Cracked wooden handle. Bent blade. Callie had used it to cut Andrew’s hot dog into pieces because, otherwise, he would try to shove the whole thing in his mouth and start to choke.
Where was Andrew now?
Sidney’s car was parked outside like a welcome sign at a rest stop. Callie had stolen his favorite knife. She had ensured his wife wouldn’t be able to pee straight for the next six weeks. She had found his VCR and his video tape behind the rack in the electronics closet. She had gouged his white leather couches and scraped long, angry lines into his pristine walls.
What was he waiting for?
Callie felt a heaviness in her eyelids. It was almost midnight. She was exhausted from today and tomorrow wasn’t going to get any easier. Somehow, telling Dr. Jerry the truth had made her body accept the hard fact that her wicked ways were finally catching up with her. Everything hurt. Everything felt wrong.

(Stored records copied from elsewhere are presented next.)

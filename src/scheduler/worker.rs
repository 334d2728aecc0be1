//! Worker threads.
//!
//! Each worker parks on the shared queue condvar and wakes for one of three
//! reasons: a task is available, the scheduler is shutting down, or this
//! particular worker was asked to retire. Retirement is cooperative: the
//! flag is only checked between tasks, so a running task always finishes
//! before its thread exits.

use super::Shared;
use crate::error::{Error, Result};
use crate::scheduler::task::Task;
use std::panic::{self, AssertUnwindSafe};
use std::sync::atomic::{AtomicBool, Ordering};
use std::sync::Arc;
use std::thread::{self, JoinHandle};
use std::time::Instant;

/// Owning handle to one worker thread.
#[derive(Debug)]
pub(crate) struct WorkerHandle {
    id: usize,
    retire: Arc<AtomicBool>,
    thread: Option<JoinHandle<()>>,
}

impl WorkerHandle {
    /// Ask the worker to exit after its current task. To take effect the
    /// caller must lock and release the queue mutex and then wake the queue
    /// condvar; the flag alone does not interrupt a parked worker.
    pub fn request_retire(&self) {
        self.retire.store(true, Ordering::Release);
    }

    /// Block until the worker thread has exited.
    pub fn join(&mut self) {
        if let Some(handle) = self.thread.take() {
            // a worker that panicked outside a task already tore itself down
            let _ = handle.join();
        }
    }
}

pub(crate) fn spawn_worker(shared: Arc<Shared>, id: usize) -> Result<WorkerHandle> {
    let retire = Arc::new(AtomicBool::new(false));
    let thread_retire = retire.clone();

    let mut builder =
        thread::Builder::new().name(format!("{}-{}", shared.config.thread_name_prefix, id));
    if let Some(stack_size) = shared.config.stack_size {
        builder = builder.stack_size(stack_size);
    }

    let thread = builder
        .spawn(move || run(shared, id, thread_retire))
        .map_err(|e| Error::pool(format!("failed to spawn worker {}: {}", id, e)))?;

    Ok(WorkerHandle {
        id,
        retire,
        thread: Some(thread),
    })
}

/// Main worker loop.
fn run(shared: Arc<Shared>, worker_id: usize, retire: Arc<AtomicBool>) {
    loop {
        let task = {
            let mut queue = shared.queue.lock();
            loop {
                if retire.load(Ordering::Acquire) {
                    return;
                }
                // shutdown drains the queue before the thread exits
                if shared.shutdown.load(Ordering::Acquire) && queue.is_empty() {
                    return;
                }
                if let Some(task) = queue.pop() {
                    break task;
                }
                shared.work_ready.wait(&mut queue);
            }
        };

        execute(&shared, worker_id, task);
    }
}

/// Run one task, capturing panics so the worker thread survives.
fn execute(shared: &Shared, worker_id: usize, task: Task) {
    let id = task.id();
    shared.registry.mark_running(id);

    let start = Instant::now();
    let result = panic::catch_unwind(AssertUnwindSafe(|| task.run()));

    match result {
        Ok(()) => {
            shared
                .metrics
                .record_task_execution(start.elapsed().as_nanos() as u64);
            shared.registry.mark_completed(id);
        }
        Err(payload) => {
            let message = panic_message(&payload);
            if cfg!(debug_assertions) {
                eprintln!(
                    "[priopool] worker {}: task {} panicked: {}",
                    worker_id, id, message
                );
            }
            shared.metrics.record_task_panic();
            shared.registry.mark_panicked(id, message);
        }
    }
}

fn panic_message(payload: &(dyn std::any::Any + Send)) -> String {
    if let Some(s) = payload.downcast_ref::<&str>() {
        (*s).to_string()
    } else if let Some(s) = payload.downcast_ref::<String>() {
        s.clone()
    } else {
        "unknown panic payload".to_string()
    }
}
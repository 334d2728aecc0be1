//! Priority scheduling walkthrough
//!
//! Six tasks with distinct priorities and deadlines on a four-worker pool:
//! wait on specific ids, grow and shrink the pool while work is queued,
//! then attempt a cancellation.

use priopool::prelude::*;
use std::time::{Duration, Instant};

fn work(id: u64, millis: u64) -> impl FnOnce() + Send + 'static {
    move || {
        println!("[task {}] starting", id);
        std::thread::sleep(Duration::from_millis(millis));
        println!("[task {}] complete", id);
    }
}

fn main() {
    println!("=== Priority Pool Example ===\n");

    let mut pool = Scheduler::with_workers(4).expect("Failed to create scheduler");
    let now = Instant::now();

    println!("Submitting six tasks...");
    pool.submit_batch(vec![
        Task::new(1, 1, work(1, 120)).with_deadline(now + Duration::from_secs(2)),
        Task::new(2, 3, work(2, 80)).with_deadline(now + Duration::from_secs(4)),
        Task::new(3, 5, work(3, 60)).with_deadline(now + Duration::from_secs(6)),
        Task::new(4, 2, work(4, 100)).with_deadline(now + Duration::from_secs(1)),
        Task::new(5, 4, work(5, 90)).with_deadline(now + Duration::from_secs(3)),
        Task::new(6, 6, work(6, 50)).with_deadline(now + Duration::from_secs(5)),
    ]);
    println!("Tasks in queue: {}", pool.pending_count());

    println!("\nWaiting for task 4...");
    pool.wait_for(4).expect("task 4 failed");
    println!("Task 4 done (status: {:?})", pool.status(4));

    println!("\nWaiting for task 1...");
    pool.wait_for(1).expect("task 1 failed");
    println!("Task 1 done");

    println!("\nGrowing the pool by 2 workers...");
    pool.increase_workers(2).expect("failed to grow pool");
    println!("Workers: {}", pool.worker_count());

    println!("Retiring 1 worker...");
    let retired = pool.decrease_workers(1);
    println!("Retired {} worker, {} remain", retired, pool.worker_count());

    // Cancellation only wins while the task is still queued
    pool.submit(Task::new(7, 9, work(7, 10)));
    if pool.cancel(7) {
        println!("\nTask 7 cancelled before it ran");
    } else {
        println!("\nTask 7 already claimed; letting it finish");
        let _ = pool.wait_for(7);
    }

    for id in [2_u64, 3, 5, 6] {
        pool.wait_for(id).expect("task failed");
    }
    println!("\nAll tasks completed!");

    #[cfg(feature = "telemetry")]
    {
        let snapshot = pool.metrics();
        println!(
            "\nExecuted {} of {} submitted ({} cancelled), p99 latency {} ns",
            snapshot.tasks_executed,
            snapshot.tasks_submitted,
            snapshot.tasks_cancelled,
            snapshot.p99_latency_ns
        );
    }

    pool.shutdown();
    println!("\n=== Example Complete ===");
}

She looked at her dope kit. She could shoot up now, try to chase the high again, but she had a feeling that Andrew would show up the moment she started to nod. The giant syringe in her pocket wasn’t meant for the medical examiner to find. It was meant to put down Andrew so that Maddy would be safe and Leigh could get on with her life.
The idea wasn’t even a plan but, regardless, it was as foolish as it was dangerous. Dr. Jerry was right. Callie was too small and Andrew was too large and there was no way she would surprise him again because, this time, he would be expecting her to go batshit crazy.
She could’ve spent the next few minutes or hours trying to figure out a better way, a sneakier way, but Callie had never been known to look too far ahead, and the pins and rods in her neck made it impossible for her to look back. All she had on her side was a determination for this to be over. It might not turn out well in the end, but at least it would be the end.
Friday
19
The clock was just passing midnight by the time Leigh found herself squinting through the burglar bars lining the front windows of Dr. Jerry’s darkened waiting room. She’d assumed that the old man was dead, but Reggie’s surveillance photos of Callie had proved otherwise. The clinic’s Facebook page showed recent photos of animals they’d treated. Leigh had recognized Callie’s handiwork in the names. Cleocatra. Mewssolini. Meowma Cass. Binx, which was apparently the real name of Fucking Bitch, or Fitch for short.
Leave it to Callie to remember the cat from Hocus Pocus, a movie they had watched so many times that even Phil started quoting some of the lines. Leigh would’ve laughed if she hadn’t been so frantic to locate her sister. The fact that Leigh hadn’t talked to Callie in two days was usually a relief. Now, only the worst-case scenarios were running through her mind—an altercation with Andrew, a bad dose of dope, a phone call from the emergency room, a cop at the door.
Walter asked, “Are you sure she’s here?”
“That was Dr. Jerry we passed down the road. She has to be here.” Leigh tapped on the glass with her fingers. She was worried about the silver BMW convertible taking up two spaces in front of the building. They were not only in the ’hood, they were in Fulton County. The tag on the car was from DeKalb, which was where Andrew lived.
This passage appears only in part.